Lanciata dalla società Socios, piattaforma che si basa sull’idea di Direct to Consumer (D2C), strategia di marketing che consiste nel vendere il prodotto direttamente al consumatore finale senza intermediari, il principio dei fan token è semplice: le società vendono ai propri supporters sparsi in tutto il mondo, anche quelli che non hanno mai messo piede allo stadio e probabilmente mai lo faranno, delle azioni virtuali che offrono la possibilità di prendere parte ad alcune decisioni della società in ambito di marketing, acquisto di pacchetti stadio in esclusiva e tanti altri privilegi.
I fan token sono quindi una modalità di finanziamento reale che vive e si sviluppa nel mondo virtuale, un finanziamento diretto da parte dei tifosi che consente di versare denaro contante nella casse dei club senza che sia necessario fare aumenti di capitale emettendo nuove azioni oppure obbligazioni. In un periodo come quello dell’ultimo anno e mezzo, fatto di incassi zero e ristrettezze economiche, se le persone non possono più andare negli stadi e nei negozi ufficiali bisogna fare in modo che siano questi ad arrivare da loro. Certo i tifosi resteranno sempre esclusi dalle decisioni che davvero contano – mercato, gestione spese etc. –, ma in questo modo avranno almeno l’illusione di essere più vicini e soprattutto più coinvolti nella vita della loro squadra del cuore.
Il fantasista argentino è così il primo calciatore al mondo ad essere pagato anche con i fan token, un altro primato, seppur virtuale, da aggiungere ai tanti già in bacheca (tecnicamente il PSG ha poi lanciato un pacchetto di benvenuto Messi, regalando al giocatore una serie di fan token da gestire a suo piacimento). I francesi sono stati tra i primi, nel mondo del calcio, a capire le potenzialità di questo strumento iniziando la collaborazione con Socios nel 2018. E solo negli ultimi mesi, grazie al mercato fatto da Leonardo e Al-Khelaifi, il volume di scambio dei fan token del PSG ha superato il miliardo di dollari.
Questo tipo di strategia sta facendo proseliti tra le squadre di tutto il mondo: dal Valencia ai Glasgow Rangers passando per l’Everton e altre squadre inglesi.
I club italiani, con un po’ di ritardo, stanno piano piano entrando anche loro nel mercato. Milan (pure i rossoneri hanno realizzato fan token da regalare ai nuovi acquisti del mercato estivo ma questi non saranno integrati nello stipendio), Roma, Juventus e Inter, ultima in ordine temporale, sono alcune delle squadre della nostra Serie A che hanno colto la palla al balzo guadagnando qualche milione extra dalla collaborazione con la Socios, DigitalBits e BitMEX, tutte società di criptovalute.
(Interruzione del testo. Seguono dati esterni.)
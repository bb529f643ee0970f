//! Core domain + application logic for the Webling membership bot.
//!
//! This crate is intentionally transport-agnostic. Telegram, Webling and SMTP
//! live behind ports (traits) implemented in adapter crates; the shared HTTP
//! request client and its retry policy live here so both API adapters use the
//! same outbound layer.

pub mod command;
pub mod config;
pub mod dispatch;
pub mod domain;
pub mod errors;
pub mod formatting;
pub mod http;
pub mod logging;
pub mod ports;
pub mod retry;
pub mod security;

pub use errors::{Error, Result};
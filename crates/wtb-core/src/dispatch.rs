//! Command dispatcher: one inbound chat event in, at most one chat reply out.
//!
//! Parse → authorize → route → execute → report. Nothing here returns an
//! error to the caller; failures become chat messages (generic) and log lines
//! (detailed).

use std::sync::Arc;

use chrono::Local;

use crate::{
    command::Command,
    config::{Config, WelcomeConfig},
    domain::{ChatId, MemberGroups, MemberId, MemberRecord, RequestContext},
    errors::Error,
    formatting::format_open_applications,
    ports::{Mailbox, MailPort, MembershipPort, MessagingPort, OutgoingMail},
    security::is_chat_allowed,
    Result,
};

pub mod messages {
    pub const FAREWELL: &str = "Leaving.";
    pub const HELP: &str = "Benutze /accept <ID> oder /decline <ID>, um neue Mitglieder \
        anzunehmen oder abzulehnen und /list um die offenen Anträge aufzulisten.";
    pub const LIST_EMPTY: &str = "Keine offenen Anträge gefunden.";
    pub const LIST_FAILED: &str = "Die offenen Anträge konnten nicht abgerufen werden.";
    pub const ACCEPT_USAGE: &str = "Nutze zum Akzeptieren: /accept <id>";
    pub const DECLINE_USAGE: &str = "Nutze zum Ablehnen: /decline <id>";

    pub fn unknown(token: &str) -> String {
        format!("Unbekannter Befehl: {token}. /help zeigt die verfügbaren Befehle.")
    }

    pub fn invalid_id(raw: &str) -> String {
        format!("Ungültige ID: {raw}")
    }

    pub fn accepted_mail_sent(id: &str) -> String {
        format!("Mitglied {id} akzeptiert, E-Mail wurde versandt.")
    }

    pub fn accepted_mail_failed(id: &str) -> String {
        format!("Mitglied {id} akzeptiert, E-Mail-Versand ist gescheitert.")
    }

    pub fn accept_failed(id: &str) -> String {
        format!("Ein Fehler beim Akzeptieren von {id} ist aufgetreten.")
    }

    pub fn declined(id: &str) -> String {
        format!("Mitglied {id} abgelehnt.")
    }

    pub fn decline_failed(id: &str) -> String {
        format!("Ein Fehler beim Ablehnen von {id} ist aufgetreten.")
    }

    pub fn not_in_source_group(id: &str, group: &str) -> String {
        format!("Mitglied {id} ist nicht in der erwarteten Ausgangsgruppe (ID {group}).")
    }
}

/// What happened to an inbound event; only used for logging by the caller.
#[derive(Clone, Debug, PartialEq, Eq)]
pub enum DispatchOutcome {
    /// Unauthorized direct/unknown chat, nothing sent.
    Ignored,
    /// Unauthorized group-like chat, farewell sent and chat left.
    Left,
    /// Handler skipped because its configuration is missing.
    NotConfigured(&'static str),
    Handled(&'static str),
}

struct Membership {
    port: Arc<dyn MembershipPort>,
    groups: MemberGroups,
    base_url: String,
}

pub struct Dispatcher {
    messenger: Arc<dyn MessagingPort>,
    membership: Option<Membership>,
    mailer: Option<Arc<dyn MailPort>>,
    allowed_chats: Vec<i64>,
    report_chat: Option<ChatId>,
    welcome: WelcomeConfig,
    cc: Option<Mailbox>,
    reply_to: Option<Mailbox>,
}

impl Dispatcher {
    /// `membership` is only used when the Webling section is configured.
    pub fn new(
        cfg: &Config,
        messenger: Arc<dyn MessagingPort>,
        membership: Option<Arc<dyn MembershipPort>>,
        mailer: Option<Arc<dyn MailPort>>,
    ) -> Self {
        let membership = match (membership, &cfg.webling) {
            (Some(port), Some(w)) => Some(Membership {
                port,
                groups: w.groups,
                base_url: w.base_url.clone(),
            }),
            _ => None,
        };

        Self {
            messenger,
            membership,
            mailer,
            allowed_chats: cfg.allowed_chats.clone(),
            report_chat: cfg.report_chat.map(ChatId),
            welcome: cfg.welcome.clone(),
            cc: cfg.smtp.as_ref().and_then(|s| s.cc.clone()),
            reply_to: cfg.smtp.as_ref().and_then(|s| s.reply_to.clone()),
        }
    }

    pub async fn dispatch(&self, ctx: &RequestContext) -> DispatchOutcome {
        let command = Command::parse(&ctx.text);

        if !is_chat_allowed(ctx.chat_id, &self.allowed_chats) {
            if ctx.chat_kind.is_group_like() {
                tracing::info!(chat_id = ctx.chat_id.0, "unauthorized group chat, leaving");
                self.reply(ctx.chat_id, messages::FAREWELL).await;
                if let Err(e) = self.messenger.leave_chat(ctx.chat_id).await {
                    tracing::error!(chat_id = ctx.chat_id.0, error = %e, "leaveChat failed");
                }
                return DispatchOutcome::Left;
            }
            tracing::info!(chat_id = ctx.chat_id.0, "chat ignored");
            return DispatchOutcome::Ignored;
        }

        tracing::info!(chat_id = ctx.chat_id.0, command = command.name(), "dispatching");

        match command {
            Command::List { quiet } => self.handle_list(ctx.chat_id, quiet).await,
            Command::Accept(arg) => self.handle_accept(ctx.chat_id, &arg).await,
            Command::Decline(arg) => self.handle_decline(ctx.chat_id, &arg).await,
            Command::Help => {
                self.reply(ctx.chat_id, messages::HELP).await;
                DispatchOutcome::Handled("help")
            }
            Command::Unknown(token) => {
                self.reply(ctx.chat_id, &messages::unknown(&token)).await;
                DispatchOutcome::Handled("unknown")
            }
        }
    }

    /// Post the open-applications summary without an inbound command, to
    /// `chat` or else the configured report chat. The allow-list is not
    /// consulted.
    pub async fn report_open_applications(
        &self,
        chat: Option<ChatId>,
        quiet: bool,
    ) -> DispatchOutcome {
        let Some(chat_id) = chat.or(self.report_chat) else {
            tracing::warn!("no report chat given and TELEGRAM_CHAT_ID is not set");
            return DispatchOutcome::NotConfigured("report");
        };
        tracing::info!(chat_id = chat_id.0, quiet, "posting open-applications report");
        self.handle_list(chat_id, quiet).await
    }

    async fn handle_list(&self, chat_id: ChatId, quiet: bool) -> DispatchOutcome {
        let Some(m) = self.membership_or_log("list") else {
            return DispatchOutcome::NotConfigured("list");
        };

        let members = match self.open_applications(m).await {
            Ok(members) => members,
            Err(e) => {
                tracing::error!(error = %e, "listing open applications failed");
                self.reply(chat_id, messages::LIST_FAILED).await;
                return DispatchOutcome::Handled("list");
            }
        };

        if members.is_empty() {
            tracing::info!(quiet, "no open applications");
            if !quiet {
                self.reply(chat_id, messages::LIST_EMPTY).await;
            }
            return DispatchOutcome::Handled("list");
        }

        let text = format_open_applications(&members, &Local::now(), &m.base_url, m.groups.open);
        self.send(chat_id, &text, true).await;
        DispatchOutcome::Handled("list")
    }

    async fn open_applications(&self, m: &Membership) -> Result<Vec<MemberRecord>> {
        let ids = m.port.fetch_members_in_group(m.groups.open).await?;
        if ids.is_empty() {
            return Ok(Vec::new());
        }
        m.port.fetch_members(&ids).await
    }

    async fn handle_accept(&self, chat_id: ChatId, raw: &str) -> DispatchOutcome {
        let Some(m) = self.membership_or_log("accept") else {
            return DispatchOutcome::NotConfigured("accept");
        };
        let Some(id) = self.validated_id(chat_id, raw, messages::ACCEPT_USAGE).await else {
            return DispatchOutcome::Handled("accept");
        };

        let record = match m.port.move_member(&id, m.groups.open, m.groups.accepted).await {
            Ok(record) => record,
            Err(e) => {
                self.report_move_failure(chat_id, &id, e, messages::accept_failed)
                    .await;
                return DispatchOutcome::Handled("accept");
            }
        };
        tracing::info!(member = %id, "member accepted");

        let text = match self.send_welcome_mail(&record).await {
            Ok(()) => messages::accepted_mail_sent(id.as_str()),
            Err(e) => {
                tracing::error!(member = %id, error = %e, "welcome mail failed");
                messages::accepted_mail_failed(id.as_str())
            }
        };
        self.reply(chat_id, &text).await;
        DispatchOutcome::Handled("accept")
    }

    async fn handle_decline(&self, chat_id: ChatId, raw: &str) -> DispatchOutcome {
        let Some(m) = self.membership_or_log("decline") else {
            return DispatchOutcome::NotConfigured("decline");
        };
        let Some(id) = self.validated_id(chat_id, raw, messages::DECLINE_USAGE).await else {
            return DispatchOutcome::Handled("decline");
        };

        match m.port.move_member(&id, m.groups.open, m.groups.declined).await {
            Ok(_) => {
                tracing::info!(member = %id, "member declined");
                self.reply(chat_id, &messages::declined(id.as_str())).await;
            }
            Err(e) => {
                self.report_move_failure(chat_id, &id, e, messages::decline_failed)
                    .await;
            }
        }
        DispatchOutcome::Handled("decline")
    }

    async fn send_welcome_mail(&self, record: &MemberRecord) -> Result<()> {
        let Some(mailer) = &self.mailer else {
            return Err(Error::Config("smtp is not configured".to_string()));
        };
        let mail = welcome_mail(record, &self.welcome, self.cc.clone(), self.reply_to.clone())?;
        mailer.send_transactional_email(mail).await
    }

    async fn report_move_failure(
        &self,
        chat_id: ChatId,
        id: &MemberId,
        err: Error,
        generic: fn(&str) -> String,
    ) {
        let text = match &err {
            Error::PreconditionFailed { group, .. } => {
                tracing::warn!(member = %id, %group, "member not in expected source group");
                messages::not_in_source_group(id.as_str(), &group.to_string())
            }
            _ => {
                tracing::error!(member = %id, error = %err, "moving member failed");
                generic(id.as_str())
            }
        };
        self.reply(chat_id, &text).await;
    }

    /// Empty → usage text, non-numeric → error text; both reply and yield `None`.
    async fn validated_id(&self, chat_id: ChatId, raw: &str, usage: &str) -> Option<MemberId> {
        if raw.is_empty() {
            self.reply(chat_id, usage).await;
            return None;
        }
        match MemberId::parse(raw) {
            Ok(id) => Some(id),
            Err(e) => {
                tracing::info!(error = %e, "rejected member id");
                self.reply(chat_id, &messages::invalid_id(raw)).await;
                None
            }
        }
    }

    fn membership_or_log(&self, command: &'static str) -> Option<&Membership> {
        if self.membership.is_none() {
            tracing::warn!(command, "webling is not configured, ignoring command");
        }
        self.membership.as_ref()
    }

    async fn reply(&self, chat_id: ChatId, text: &str) {
        self.send(chat_id, text, false).await;
    }

    async fn send(&self, chat_id: ChatId, text: &str, markdown: bool) {
        if let Err(e) = self.messenger.send_message(chat_id, text, markdown).await {
            tracing::error!(chat_id = chat_id.0, error = %e, "sending chat message failed");
        }
    }
}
I nerazzurri addirittura hanno la Socios come nuovo sponsor principale sulle divise 2021/2022. Sorprende, nel ristretto nucleo di squadre italiane che hanno investito in questo mercato, la presenza del Novara calcio, club che in questi giorni rischia addirittura di non potersi iscrivere neanche al campionato di Serie D. Particolare anche il caso della Fiorentina: il club viola ha realizzato, per festeggiare i novantacinque anni della società, novantacinque maglie in edizione limitata con applicato uno smart patch collegato a un Non Fungible Token (NFT), in pratica un certificato digitale che consentirà di riconoscerne i proprietari, quasi come fossero gli unici possessori di un pezzo d’arte introvabile.
Se da una parte ci sono milioni di tifosi ben contenti di spendere per poter dialogare a distanza con la propria squadra e con i propri beniamini, tanti altri non hanno gradito questa nuova forma di guadagno. Ad esempio i sostenitori di West Ham e Borussia Dortmund, che hanno sempre manifestato la loro contrarietà al progetto fan token, tanto da costringere le due società ad abbandonare l’idea. Il calcio, dopo il passaggio al live streaming con la trasmissione delle partite da parte delle piattaforme DAZN e Amazon Prime, continua la sua trasformazione irreversibile verso l’universo tecnologico (e tecnocratico). Alla faccia dei tifosi, non più fruitori ma finti investitori.